EXERCISE:
Show all lines from the data that include the word "Modifier".

[Stored data]
╭──

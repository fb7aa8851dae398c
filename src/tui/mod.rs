//! Ratatui-based terminal UI.
//!
//! The TUI provides a settings panel for choosing an indicator, chart style
//! and window, then renders the chart next to the key statistics. Every
//! change re-runs the pipeline; failures land in the status bar and the
//! dashboard keeps running.

use std::io;
use std::time::Duration;

use chrono::Local;
use crossterm::{
    event::{self, Event, KeyCode, KeyEventKind},
    execute,
    terminal::{EnterAlternateScreen, LeaveAlternateScreen, disable_raw_mode, enable_raw_mode},
};
use ratatui::{
    Terminal,
    backend::CrosstermBackend,
    layout::{Constraint, Direction, Layout, Rect},
    style::{Color, Modifier, Style},
    text::{Line, Span, Text},
    widgets::{Block, Borders, Clear, List, ListItem, Paragraph, Wrap},
};

use crate::app::Selection;
use crate::app::pipeline::{DashboardView, run_pipeline};
use crate::catalog::IndicatorCatalog;
use crate::data::SeriesProvider;
use crate::domain::{ChartStyle, PercentChange, WindowSize};
use crate::error::AppError;
use crate::report::{DATA_SOURCE, format_change, format_raw_table, format_value};

mod plotters_chart;

use plotters_chart::DashboardChart;

const FIELD_COUNT: usize = 3;

/// Start the TUI.
pub fn run<P: SeriesProvider>(
    catalog: IndicatorCatalog,
    provider: P,
    selection: Selection,
) -> Result<(), AppError> {
    let mut app = App::new(catalog, provider, selection);
    app.refresh();

    let _guard = TerminalGuard::new()?;

    let backend = CrosstermBackend::new(io::stdout());
    let mut terminal = Terminal::new(backend)
        .map_err(|e| AppError::io(format!("Failed to initialize terminal: {e}")))?;

    app.event_loop(&mut terminal)
}

/// Ensures the terminal is restored (raw mode, alternate screen) on exit.
struct TerminalGuard;

impl TerminalGuard {
    fn new() -> Result<Self, AppError> {
        enable_raw_mode().map_err(|e| AppError::io(format!("Failed to enable raw mode: {e}")))?;
        if let Err(e) = execute!(io::stdout(), EnterAlternateScreen) {
            let _ = disable_raw_mode();
            return Err(AppError::io(format!("Failed to enter alternate screen: {e}")));
        }
        Ok(Self)
    }
}

impl Drop for TerminalGuard {
    fn drop(&mut self) {
        let _ = disable_raw_mode();
        let _ = execute!(io::stdout(), LeaveAlternateScreen);
    }
}

struct App<P> {
    catalog: IndicatorCatalog,
    provider: P,
    indicator_index: usize,
    style: ChartStyle,
    window: WindowSize,
    selected_field: usize,
    show_raw: bool,
    status: String,
    view: Option<DashboardView>,
}

impl<P: SeriesProvider> App<P> {
    fn new(catalog: IndicatorCatalog, provider: P, selection: Selection) -> Self {
        Self {
            catalog,
            provider,
            indicator_index: selection.indicator_index,
            style: selection.style,
            window: selection.window,
            selected_field: 0,
            show_raw: false,
            status: "Fetching FRED data...".to_string(),
            view: None,
        }
    }

    fn event_loop<B: ratatui::backend::Backend>(
        &mut self,
        terminal: &mut Terminal<B>,
    ) -> Result<(), AppError> {
        let mut needs_redraw = true;
        loop {
            if needs_redraw {
                terminal
                    .draw(|f| self.draw(f))
                    .map_err(|e| AppError::io(format!("Terminal draw error: {e}")))?;
                needs_redraw = false;
            }

            if !event::poll(Duration::from_millis(100))
                .map_err(|e| AppError::io(format!("Event poll error: {e}")))?
            {
                continue;
            }

            match event::read().map_err(|e| AppError::io(format!("Event read error: {e}")))? {
                Event::Key(key) => {
                    if key.kind != KeyEventKind::Press {
                        continue;
                    }
                    if self.handle_key(key.code) {
                        break;
                    }
                    needs_redraw = true;
                }
                Event::Resize(_, _) => {
                    needs_redraw = true;
                }
                _ => {}
            }
        }
        Ok(())
    }

    /// Returns `true` when the user asked to quit.
    fn handle_key(&mut self, code: KeyCode) -> bool {
        match code {
            KeyCode::Char('q') | KeyCode::Esc => return true,
            KeyCode::Up => {
                self.selected_field = self.selected_field.saturating_sub(1);
            }
            KeyCode::Down => {
                if self.selected_field + 1 < FIELD_COUNT {
                    self.selected_field += 1;
                }
            }
            KeyCode::Left => self.adjust_field(false),
            KeyCode::Right => self.adjust_field(true),
            KeyCode::Char('t') => {
                self.show_raw = !self.show_raw;
            }
            KeyCode::Char('r') => self.refresh(),
            _ => {}
        }
        false
    }

    fn adjust_field(&mut self, forward: bool) {
        match self.selected_field {
            0 => {
                if self.catalog.is_empty() {
                    return;
                }
                let n = self.catalog.len();
                self.indicator_index = if forward {
                    (self.indicator_index + 1) % n
                } else {
                    (self.indicator_index + n - 1) % n
                };
            }
            1 => {
                self.style = if forward { self.style.next() } else { self.style.prev() };
            }
            2 => {
                self.window = if forward { self.window.wider() } else { self.window.narrower() };
            }
            _ => return,
        }
        self.refresh();
    }

    /// Re-run the pipeline for the current selection. Errors become the
    /// status line; the previous chart is cleared so stale data is never shown.
    fn refresh(&mut self) {
        let Some(indicator) = self.catalog.get(self.indicator_index) else {
            self.view = None;
            self.status = "No indicator selected.".to_string();
            return;
        };

        let today = Local::now().date_naive();
        match run_pipeline(&self.provider, indicator, self.window, self.style, today) {
            Ok(view) => {
                self.status = format!(
                    "Loaded {} data points for {}",
                    view.series.len(),
                    indicator.name
                );
                self.view = Some(view);
            }
            Err(err) => {
                self.status = if err.is_no_data() {
                    format!("{err}. Please try another indicator.")
                } else {
                    err.to_string()
                };
                self.view = None;
            }
        }
    }

    fn draw(&self, frame: &mut ratatui::Frame<'_>) {
        let size = frame.area();
        let chunks = Layout::default()
            .direction(Direction::Vertical)
            .constraints([
                Constraint::Length(4),
                Constraint::Min(0),
                Constraint::Length(5),
                Constraint::Length(3),
            ])
            .split(size);

        self.draw_header(frame, chunks[0]);
        self.draw_body(frame, chunks[1]);
        self.draw_settings(frame, chunks[2]);
        self.draw_footer(frame, chunks[3]);
    }

    fn draw_header(&self, frame: &mut ratatui::Frame<'_>, area: Rect) {
        let lines = vec![
            Line::from(Span::styled(
                "U.S. Economic Data Dashboard",
                Style::default().fg(Color::Cyan).add_modifier(Modifier::BOLD),
            )),
            Line::from(Span::styled(
                "Key economic indicators from the Federal Reserve Economic Data (FRED).",
                Style::default().fg(Color::Gray),
            )),
        ];
        let p = Paragraph::new(Text::from(lines)).block(Block::default().borders(Borders::ALL));
        frame.render_widget(p, area);
    }

    fn draw_body(&self, frame: &mut ratatui::Frame<'_>, area: Rect) {
        let chunks = Layout::default()
            .direction(Direction::Horizontal)
            .constraints([Constraint::Percentage(70), Constraint::Percentage(30)])
            .split(area);

        if self.show_raw {
            self.draw_raw_data(frame, chunks[0]);
        } else {
            self.draw_chart(frame, chunks[0]);
        }
        self.draw_stats(frame, chunks[1]);
    }

    fn draw_chart(&self, frame: &mut ratatui::Frame<'_>, area: Rect) {
        let title = self
            .view
            .as_ref()
            .map(|v| v.chart.title.clone())
            .unwrap_or_else(|| "Chart".to_string());
        let block = Block::default().title(title).borders(Borders::ALL);
        let inner = block.inner(area);
        frame.render_widget(block, area);
        frame.render_widget(Clear, inner);

        let Some(view) = &self.view else {
            let msg = Paragraph::new(self.status.as_str())
                .style(Style::default().fg(Color::Red))
                .wrap(Wrap { trim: true });
            frame.render_widget(msg, inner);
            return;
        };

        frame.render_widget(DashboardChart { spec: &view.chart }, inner);
    }

    fn draw_raw_data(&self, frame: &mut ratatui::Frame<'_>, area: Rect) {
        let block = Block::default().title("Raw Data").borders(Borders::ALL);
        let body = self
            .view
            .as_ref()
            .map(|v| format_raw_table(&v.series))
            .unwrap_or_default();
        frame.render_widget(Paragraph::new(body).block(block), area);
    }

    fn draw_stats(&self, frame: &mut ratatui::Frame<'_>, area: Rect) {
        let block = Block::default().title("Key Statistics").borders(Borders::ALL);

        let Some(view) = &self.view else {
            frame.render_widget(Paragraph::new("-").block(block), area);
            return;
        };

        let stats = &view.stats;
        let delta_color = match stats.pct_change {
            PercentChange::Percent(v) if v > 0.0 => Color::Green,
            PercentChange::Percent(v) if v < 0.0 => Color::Red,
            _ => Color::Gray,
        };
        let label = Style::default().fg(Color::Gray);

        let lines = vec![
            Line::from(Span::styled(format!("Latest Value ({})", stats.latest_period), label)),
            Line::from(vec![
                Span::styled(
                    format!("{} {}", format_value(stats.latest_value), view.series.units),
                    Style::default().add_modifier(Modifier::BOLD),
                ),
                Span::raw("  "),
                Span::styled(format_change(stats.pct_change), Style::default().fg(delta_color)),
            ]),
            Line::raw(""),
            Line::from(Span::styled("Minimum", label)),
            Line::raw(format!("{}  (Quarter: {})", format_value(stats.min_value), stats.min_period)),
            Line::from(Span::styled("Maximum", label)),
            Line::raw(format!("{}  (Quarter: {})", format_value(stats.max_value), stats.max_period)),
            Line::from(Span::styled("Average", label)),
            Line::raw(format_value(stats.mean_value)),
            Line::raw(""),
            Line::from(Span::styled(
                "About this Indicator",
                Style::default().fg(Color::Cyan).add_modifier(Modifier::BOLD),
            )),
            Line::raw(view.indicator.description_or_default().to_string()),
        ];

        let p = Paragraph::new(Text::from(lines))
            .block(block)
            .wrap(Wrap { trim: true });
        frame.render_widget(p, area);
    }

    fn draw_settings(&self, frame: &mut ratatui::Frame<'_>, area: Rect) {
        let indicator = self
            .catalog
            .get(self.indicator_index)
            .map(|i| i.name.as_str())
            .unwrap_or("-");

        let items = vec![
            ListItem::new(format!("Economic Indicator: {indicator}")),
            ListItem::new(format!("Chart Type: {}", self.style.display_name())),
            ListItem::new(format!("Quarters: {}", self.window.quarters())),
        ];

        let list = List::new(items)
            .block(Block::default().title("Options").borders(Borders::ALL))
            .highlight_style(Style::default().fg(Color::Black).bg(Color::White))
            .highlight_symbol("» ");

        let mut state = ratatui::widgets::ListState::default();
        state.select(Some(self.selected_field));
        frame.render_stateful_widget(list, area, &mut state);
    }

    fn draw_footer(&self, frame: &mut ratatui::Frame<'_>, area: Rect) {
        let help = "↑/↓ select  ←/→ adjust  t raw data  r refresh  q quit";
        let line = Line::from(vec![
            Span::styled(help, Style::default().fg(Color::Gray)),
            Span::raw(" | "),
            Span::styled(&self.status, Style::default().fg(Color::Yellow)),
            Span::raw(" | "),
            Span::styled(DATA_SOURCE, Style::default().fg(Color::DarkGray)),
        ]);
        let p = Paragraph::new(line).block(Block::default().borders(Borders::ALL));
        frame.render_widget(p, area);
    }
}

╰──

OUTPUT BELOW:
    style::{Color, Modifier, Style},
                Style::default().fg(Color::Cyan).add_modifier(Modifier::BOLD),
                    Style::default().add_modifier(Modifier::BOLD),
                Style::default().fg(Color::Cyan).add_modifier(Modifier::BOLD),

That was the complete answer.